Paul wrote to the Corinthian believers to remind them that it was not the messenger that mattered, but rather the message. That message was the message of the cross, a message that was foolishness to those who were perishing but was life itself to those who had heard and believed that salvation came to those who followed Christ (1 Corinthians 1:18). And that message was the same no matter who was preaching it, Paul, Cephas, or Apollos! These messengers of Christ were merely men, servants of Christ to whom God gave the opportunity to share the Gospel and bring others to faith. The messengers planted the seeds and watered them, but it was God who caused the faith to grow (1 Corinthians 3:4-6).
After establishing that the message was more important than the messenger, Paul pointed out that those who planted the seed of the Gospel and those who watered it were all one: God’s workers. And those who heard and believed the message were God’s field. They were also God’s building, His temple (1 Corinthians 3:8-9). Paul reminded the Corinthian church that, because they are God’s temple, the Spirit of God dwells within them. For that reason, God’s temple, the body of Christ, was considered holy. Anyone who destroyed the temple would be subject to God’s wrath (1 Corinthians 3:16-17). So, Paul was telling the Corinthian believers that, if they allowed their personal preferences to cause divisions in the church, they were destroying the temple of God.

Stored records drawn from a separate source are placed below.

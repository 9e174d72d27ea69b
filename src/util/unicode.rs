use unicode_segmentation::UnicodeSegmentation;
use unicode_width::UnicodeWidthStr;

/// Display width in terminal cells
pub fn display_width(s: &str) -> usize {
    UnicodeWidthStr::width(s)
}

/// Truncate to fit within `max_cells` terminal cells, appending `…` if cut.
pub fn truncate_to_width(s: &str, max_cells: usize) -> String {
    if max_cells == 0 {
        return String::new();
    }
    if display_width(s) <= max_cells {
        return s.to_string();
    }
    if max_cells == 1 {
        return "\u{2026}".to_string();
    }
    let budget = max_cells - 1;
    let mut width = 0;
    let mut out = String::new();
    for g in s.graphemes(true) {
        let gw = display_width(g);
        if width + gw > budget {
            break;
        }
        width += gw;
        out.push_str(g);
    }
    out.push('\u{2026}');
    out
}

/// Next grapheme boundary after `byte_offset`. None at end of string.
pub fn next_grapheme_boundary(s: &str, byte_offset: usize) -> Option<usize> {
    if byte_offset >= s.len() {
        return None;
    }
    match s[byte_offset..].grapheme_indices(true).nth(1) {
        Some((i, _)) => Some(byte_offset + i),
        None => Some(s.len()),
    }
}

/// Previous grapheme boundary before `byte_offset`. None at start of string.
pub fn prev_grapheme_boundary(s: &str, byte_offset: usize) -> Option<usize> {
    if byte_offset == 0 {
        return None;
    }
    s[..byte_offset]
        .grapheme_indices(true)
        .last()
        .map(|(i, _)| i)
}

/// Display column of a byte offset
pub fn byte_offset_to_display_col(s: &str, byte_offset: usize) -> usize {
    display_width(&s[..byte_offset.min(s.len())])
}

/// Byte offset of the grapheme covering display column `col`.
/// Columns past the end map to `s.len()`.
pub fn display_col_to_byte_offset(s: &str, col: usize) -> usize {
    let mut width = 0;
    for (i, g) in s.grapheme_indices(true) {
        let gw = display_width(g);
        if width + gw > col {
            return i;
        }
        width += gw;
    }
    s.len()
}

/// Start of the whitespace-delimited word left of `byte_offset`
pub fn word_boundary_left(s: &str, byte_offset: usize) -> usize {
    let graphemes: Vec<(usize, &str)> = s[..byte_offset.min(s.len())]
        .grapheme_indices(true)
        .collect();
    let is_space = |g: &str| g.chars().all(char::is_whitespace);

    let mut idx = graphemes.len();
    while idx > 0 && is_space(graphemes[idx - 1].1) {
        idx -= 1;
    }
    while idx > 0 && !is_space(graphemes[idx - 1].1) {
        idx -= 1;
    }
    graphemes.get(idx).map_or(byte_offset.min(s.len()), |(i, _)| *i)
}
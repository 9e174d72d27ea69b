use clap::Parser;
use planner::cli::commands::Cli;
use planner::cli::handlers::{self, Context};
use planner::io::{config_io, logging};
use planner::io::store::Store;

fn main() {
    let cli = Cli::parse();
    if cli.command.is_some() {
        logging::init_stderr();
    }

    let config_path = cli
        .config
        .clone()
        .unwrap_or_else(config_io::default_config_path);
    let config = config_io::read_config(&config_path);
    let data_dir = config_io::resolve_data_dir(cli.data_dir.as_deref(), &config);
    let store = Store::new(&data_dir);

    let result = match cli.command {
        None => {
            // No subcommand → launch TUI
            logging::init_file(&data_dir);
            planner::tui::run(store, config)
        }
        Some(command) => {
            let ctx = Context {
                store,
                config,
                json: cli.json,
            };
            handlers::dispatch(command, &ctx)
        }
    };

    if let Err(e) = result {
        eprintln!("error: {}", e);
        std::process::exit(1);
    }
}
use serde::{Deserialize, Serialize};
use std::collections::HashMap;
use std::path::PathBuf;

/// Configuration from config.toml
#[derive(Debug, Clone, Default, Serialize, Deserialize)]
pub struct Config {
    #[serde(default)]
    pub storage: StorageConfig,
    #[serde(default)]
    pub seed: SeedConfig,
    #[serde(default)]
    pub deadlines: DeadlineConfig,
    #[serde(default)]
    pub ui: UiConfig,
}

#[derive(Debug, Clone, Default, Serialize, Deserialize)]
pub struct StorageConfig {
    /// Directory holding the task store. Defaults to the XDG data dir.
    #[serde(default)]
    pub dir: Option<PathBuf>,
}

#[derive(Debug, Clone, Serialize, Deserialize)]
pub struct SeedConfig {
    #[serde(default = "default_true")]
    pub enabled: bool,
    #[serde(default = "default_seed_url")]
    pub url: String,
    #[serde(default = "default_seed_limit")]
    pub limit: usize,
    #[serde(default = "default_seed_timeout")]
    pub timeout_secs: u64,
}

impl Default for SeedConfig {
    fn default() -> Self {
        SeedConfig {
            enabled: true,
            url: default_seed_url(),
            limit: default_seed_limit(),
            timeout_secs: default_seed_timeout(),
        }
    }
}

#[derive(Debug, Clone, Serialize, Deserialize)]
pub struct DeadlineConfig {
    /// How often the TUI re-checks deadlines
    #[serde(default = "default_check_interval")]
    pub check_interval_secs: u64,
    /// A deadline closer than this counts as "due soon"
    #[serde(default = "default_soon_minutes")]
    pub soon_minutes: i64,
}

impl Default for DeadlineConfig {
    fn default() -> Self {
        DeadlineConfig {
            check_interval_secs: default_check_interval(),
            soon_minutes: default_soon_minutes(),
        }
    }
}

/// Desktop notification permission, mirroring the platform's tri-state
#[derive(Debug, Clone, Copy, Default, PartialEq, Eq, Serialize, Deserialize)]
#[serde(rename_all = "lowercase")]
pub enum NotificationPermission {
    Granted,
    Denied,
    #[default]
    Default,
}

#[derive(Debug, Clone, Serialize, Deserialize)]
pub struct UiConfig {
    #[serde(default = "default_popup_timeout")]
    pub popup_timeout_ms: u64,
    #[serde(default)]
    pub notifications: NotificationPermission,
    #[serde(default = "default_true")]
    pub show_key_hints: bool,
    /// Capture the mouse for click and drag-to-reorder
    #[serde(default = "default_true")]
    pub mouse: bool,
    #[serde(default)]
    pub colors: HashMap<String, String>,
}

impl Default for UiConfig {
    fn default() -> Self {
        UiConfig {
            popup_timeout_ms: default_popup_timeout(),
            notifications: NotificationPermission::Default,
            show_key_hints: true,
            mouse: true,
            colors: HashMap::new(),
        }
    }
}

fn default_true() -> bool {
    true
}

fn default_seed_url() -> String {
    "https://jsonplaceholder.typicode.com/todos".to_string()
}

fn default_seed_limit() -> usize {
    12
}

fn default_seed_timeout() -> u64 {
    10
}

fn default_check_interval() -> u64 {
    30
}

fn default_soon_minutes() -> i64 {
    60
}

fn default_popup_timeout() -> u64 {
    3000
}
use chrono::{DateTime, Duration, Local, NaiveDate, NaiveDateTime, TimeZone, Utc};

use crate::model::task::TaskList;
use crate::ops::task_ops::TaskError;

/// Which deadline transition a task crossed
#[derive(Debug, Clone, Copy, PartialEq, Eq)]
pub enum DeadlineKind {
    /// Deadline is within the soon window and has not passed
    Soon,
    /// Deadline has passed on an incomplete task
    Overdue,
}

/// A notification-worthy transition found by `check_deadlines`
#[derive(Debug, Clone, PartialEq, Eq)]
pub struct DeadlineEvent {
    pub kind: DeadlineKind,
    pub task_id: u64,
    pub description: String,
    pub deadline: DateTime<Utc>,
}

impl DeadlineEvent {
    pub fn title(&self) -> &'static str {
        match self.kind {
            DeadlineKind::Soon => "Task due soon",
            DeadlineKind::Overdue => "Task overdue",
        }
    }

    pub fn message(&self) -> String {
        match self.kind {
            DeadlineKind::Soon => format!(
                "\"{}\" is due {}",
                self.description,
                format_deadline(self.deadline)
            ),
            DeadlineKind::Overdue => format!(
                "\"{}\" was due {}",
                self.description,
                format_deadline(self.deadline)
            ),
        }
    }
}

/// Flag soon-due and overdue transitions.
///
/// Each task fires at most one Soon and one Overdue event per deadline value;
/// the `notified_*` flags record what already fired and `edit_task` clears
/// them. Completed tasks never fire. The caller persists the list when the
/// returned vector is non-empty.
pub fn check_deadlines(
    list: &mut TaskList,
    now: DateTime<Utc>,
    soon_window: Duration,
) -> Vec<DeadlineEvent> {
    let mut events = Vec::new();
    for task in list.tasks.iter_mut() {
        if task.completed {
            continue;
        }
        let Some(deadline) = task.deadline else {
            continue;
        };

        let kind = if deadline < now {
            if task.notified_overdue {
                continue;
            }
            task.notified_overdue = true;
            DeadlineKind::Overdue
        } else if deadline - now <= soon_window {
            if task.notified_soon {
                continue;
            }
            task.notified_soon = true;
            DeadlineKind::Soon
        } else {
            continue;
        };

        events.push(DeadlineEvent {
            kind,
            task_id: task.id,
            description: task.description.clone(),
            deadline,
        });
    }
    events
}

/// Parse a user-typed deadline in local time. Empty input means no deadline.
pub fn parse_deadline_input(input: &str) -> Result<Option<DateTime<Utc>>, TaskError> {
    parse_deadline_in(input, &Local)
}

/// Parse a user-typed deadline relative to `tz`.
///
/// Accepts `YYYY-MM-DD HH:MM`, `YYYY-MM-DDTHH:MM`, a bare date (taken as
/// 23:59 that day) or a full RFC 3339 timestamp.
pub fn parse_deadline_in<Tz: TimeZone>(
    input: &str,
    tz: &Tz,
) -> Result<Option<DateTime<Utc>>, TaskError> {
    let input = input.trim();
    if input.is_empty() {
        return Ok(None);
    }
    if let Ok(dt) = DateTime::parse_from_rfc3339(input) {
        return Ok(Some(dt.with_timezone(&Utc)));
    }

    let naive = ["%Y-%m-%d %H:%M", "%Y-%m-%dT%H:%M", "%Y-%m-%d %H:%M:%S"]
        .iter()
        .find_map(|fmt| NaiveDateTime::parse_from_str(input, fmt).ok())
        .or_else(|| {
            NaiveDate::parse_from_str(input, "%Y-%m-%d")
                .ok()
                .and_then(|d| d.and_hms_opt(23, 59, 0))
        })
        .ok_or_else(|| TaskError::InvalidDeadline(input.to_string()))?;

    tz.from_local_datetime(&naive)
        .earliest()
        .map(|dt| Some(dt.with_timezone(&Utc)))
        .ok_or_else(|| TaskError::InvalidDeadline(input.to_string()))
}

/// Localized display form of a deadline
pub fn format_deadline(deadline: DateTime<Utc>) -> String {
    format_deadline_in(deadline, &Local)
}

pub fn format_deadline_in<Tz: TimeZone>(deadline: DateTime<Utc>, tz: &Tz) -> String
where
    Tz::Offset: std::fmt::Display,
{
    deadline
        .with_timezone(tz)
        .format("%b %-d, %Y %H:%M")
        .to_string()
}

/// Editable form of a deadline, the inverse of `parse_deadline_input`
pub fn deadline_input_value(deadline: Option<DateTime<Utc>>) -> String {
    deadline
        .map(|d| d.with_timezone(&Local).format("%Y-%m-%d %H:%M").to_string())
        .unwrap_or_default()
}
//! Error types for the invex-core library.

use std::path::PathBuf;

use thiserror::Error;

/// Main error type for the invex library.
#[derive(Error, Debug)]
pub enum InvexError {
    /// PDF processing error.
    #[error("PDF error: {0}")]
    Pdf(#[from] PdfError),

    /// Model-assisted extraction error.
    #[error("extraction error: {0}")]
    Extraction(#[from] ExtractionError),

    /// Language-model client error.
    #[error("model client error: {0}")]
    Llm(#[from] LlmError),

    /// Report writing error.
    #[error("report error: {0}")]
    Report(#[from] ReportError),

    /// Batch-level error.
    #[error("batch error: {0}")]
    Batch(#[from] BatchError),

    /// I/O error.
    #[error("I/O error: {0}")]
    Io(#[from] std::io::Error),

    /// A worker task panicked or was cancelled.
    #[error("worker failed: {0}")]
    Worker(String),

    /// Configuration error.
    #[error("configuration error: {0}")]
    Config(String),
}

/// Errors related to reading a PDF.
#[derive(Error, Debug)]
pub enum PdfError {
    /// Failed to open/parse the PDF stream.
    #[error("failed to parse PDF: {0}")]
    Parse(String),

    /// The PDF is encrypted and cannot be opened with an empty password.
    #[error("PDF is encrypted")]
    Encrypted,

    /// The PDF is empty or has no pages.
    #[error("PDF has no pages")]
    NoPages,
}

/// Errors raised by a completion client.
#[derive(Error, Debug)]
pub enum LlmError {
    /// Transport failure.
    #[error("HTTP request failed: {0}")]
    Http(#[from] reqwest::Error),

    /// Non-success status returned by the endpoint.
    #[error("endpoint returned {status}: {body}")]
    Status { status: u16, body: String },

    /// HTTP 429.
    #[error("rate limited by provider")]
    RateLimited,

    /// No API key in the configured environment variable.
    #[error("API key not set (expected in ${0})")]
    MissingApiKey(String),

    /// Completion carried no message content.
    #[error("completion contained no content")]
    EmptyResponse,
}

impl LlmError {
    /// Whether repeating the same request may succeed.
    pub fn is_transient(&self) -> bool {
        match self {
            LlmError::Http(e) => e.is_timeout() || e.is_connect() || e.is_request(),
            LlmError::Status { status, .. } => *status >= 500,
            LlmError::RateLimited | LlmError::EmptyResponse => true,
            LlmError::MissingApiKey(_) => false,
        }
    }
}

/// Errors related to model-assisted invoice extraction.
#[derive(Error, Debug)]
pub enum ExtractionError {
    /// The model never produced parseable JSON within the retry budget.
    #[error("unparseable model output after {attempts} attempts: {detail}")]
    UnparseableOutput { attempts: u32, detail: String },

    /// The model client failed and retrying cannot help (or the budget ran out).
    #[error("model call failed: {0}")]
    Model(#[from] LlmError),
}

/// Errors related to writing the CSV report.
#[derive(Error, Debug)]
pub enum ReportError {
    /// The destination could not be created or written.
    #[error("failed to write report to {path}: {source}")]
    Write {
        path: PathBuf,
        #[source]
        source: std::io::Error,
    },

    /// CSV serialization failed.
    #[error("CSV error: {0}")]
    Csv(#[from] csv::Error),
}

/// Batch-level errors.
#[derive(Error, Debug)]
pub enum BatchError {
    /// Some documents failed while others succeeded.
    #[error("{failed}/{total} documents failed")]
    PartialFailure { failed: usize, total: usize },
}

/// Result type for the invex library.
pub type Result<T> = std::result::Result<T, InvexError>;
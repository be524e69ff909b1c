//! Uploaded documents.

use std::path::Path;

/// A PDF byte stream together with the name it was uploaded under.
#[derive(Debug, Clone)]
pub struct Document {
    /// Source filename, used to tag results.
    pub filename: String,
    /// Raw PDF bytes.
    pub bytes: Vec<u8>,
}

impl Document {
    /// Create a document from in-memory bytes.
    pub fn new(filename: impl Into<String>, bytes: Vec<u8>) -> Self {
        Self {
            filename: filename.into(),
            bytes,
        }
    }

    /// Read a document from disk, keeping only the file name.
    pub fn from_path(path: &Path) -> std::io::Result<Self> {
        let bytes = std::fs::read(path)?;
        let filename = path
            .file_name()
            .map(|n| n.to_string_lossy().into_owned())
            .unwrap_or_else(|| path.display().to_string());
        Ok(Self { filename, bytes })
    }
}
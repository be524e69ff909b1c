//! Regex patterns for labeled invoice fields.
//!
//! Each pattern has exactly one capturing group holding the value.

use lazy_static::lazy_static;
use regex::Regex;

use super::fields::Field;

lazy_static! {
    pub static ref COMPANY_NAME: Regex = Regex::new(
        r"(?i)Company Name:\s*(.*)"
    ).unwrap();

    // GSTIN (Indian GST identification number)
    pub static ref GSTIN: Regex = Regex::new(
        r"GSTIN:\s*(\w+)"
    ).unwrap();

    pub static ref CUSTOMER_PHONE: Regex = Regex::new(
        r"Phone:\s*(\+?\d{10,})"
    ).unwrap();

    pub static ref CUSTOMER_EMAIL: Regex = Regex::new(
        r"Email:\s*([\w.-]+@[\w.-]+)"
    ).unwrap();

    pub static ref INVOICE_NUMBER: Regex = Regex::new(
        r"Invoice Number:\s*([\w/-]+)"
    ).unwrap();

    // Dates are kept verbatim: 01/02/2024, 2024-02-01, ...
    pub static ref INVOICE_DATE: Regex = Regex::new(
        r"Invoice Date:\s*([\d/-]+)"
    ).unwrap();

    pub static ref DUE_DATE: Regex = Regex::new(
        r"Due Date:\s*([\d/-]+)"
    ).unwrap();

    // 150.00 or 1,500.00
    pub static ref TOTAL_AMOUNT: Regex = Regex::new(
        r"Total Amount:\s*(\d{1,3}(?:,\d{3})+\.\d{2}|\d+\.\d{2})"
    ).unwrap();
}

/// The pattern used for a field.
pub fn pattern_for(field: Field) -> &'static Regex {
    match field {
        Field::CompanyName => &COMPANY_NAME,
        Field::Gstin => &GSTIN,
        Field::CustomerPhone => &CUSTOMER_PHONE,
        Field::CustomerEmail => &CUSTOMER_EMAIL,
        Field::InvoiceNumber => &INVOICE_NUMBER,
        Field::InvoiceDate => &INVOICE_DATE,
        Field::DueDate => &DUE_DATE,
        Field::TotalAmount => &TOTAL_AMOUNT,
    }
}
//! PDF text extraction.

mod extractor;
pub mod layout;

pub use extractor::PdfTextExtractor;
pub use layout::{PageAnnotator, PlaceholderAnnotator, annotate_pages};

use lazy_static::lazy_static;
use regex::Regex;

use crate::error::PdfError;

/// Result type for PDF operations.
pub type Result<T> = std::result::Result<T, PdfError>;

/// Text pulled out of one document.
#[derive(Debug, Clone, Default, PartialEq, Eq)]
pub struct ExtractedText {
    /// Number of pages in the source document.
    pub page_count: u32,
    /// All page texts in page order, each followed by a newline.
    pub text: String,
}

/// Trait for turning a PDF byte stream into raw text.
pub trait TextExtractor: Send + Sync {
    /// Extract the concatenated page text of a PDF.
    ///
    /// Fails only when the stream cannot be opened as a PDF. A page with no
    /// extractable text contributes an empty line.
    fn extract(&self, data: &[u8]) -> Result<ExtractedText>;
}

lazy_static! {
    static ref WHITESPACE_RUN: Regex = Regex::new(r"\s+").unwrap();
}

/// Collapse every whitespace run to a single space and trim the ends.
pub fn clean_text(text: &str) -> String {
    WHITESPACE_RUN.replace_all(text, " ").trim().to_string()
}

#[cfg(test)]
mod tests {
    use super::*;

    #[test]
    fn test_clean_text_collapses_whitespace() {
        let raw = "  Invoice Number:\tINV-1\n\n\nTotal   Amount: 10.00 \r\n";
        assert_eq!(clean_text(raw), "Invoice Number: INV-1 Total Amount: 10.00");
    }

    #[test]
    fn test_clean_text_empty() {
        assert_eq!(clean_text(" \n\t "), "");
    }
}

In the church today, there are things that threaten to tear the body apart, to destroy God’s temple. And just as in the Corinthian church, many times those things that threaten to cause division among us are personal preferences. We prefer the teaching of one teacher over another. We don’t like the style of music that is used in worship. We should look to the message that Paul delivered to the church in Corinth and remember that it’s not the messenger that matters. What matters is the message, the Gospel of Jesus Christ. When we remind ourselves of that, we can look past our personal preferences and be united as the body of Christ, God’s temple, filled with His Holy Spirit.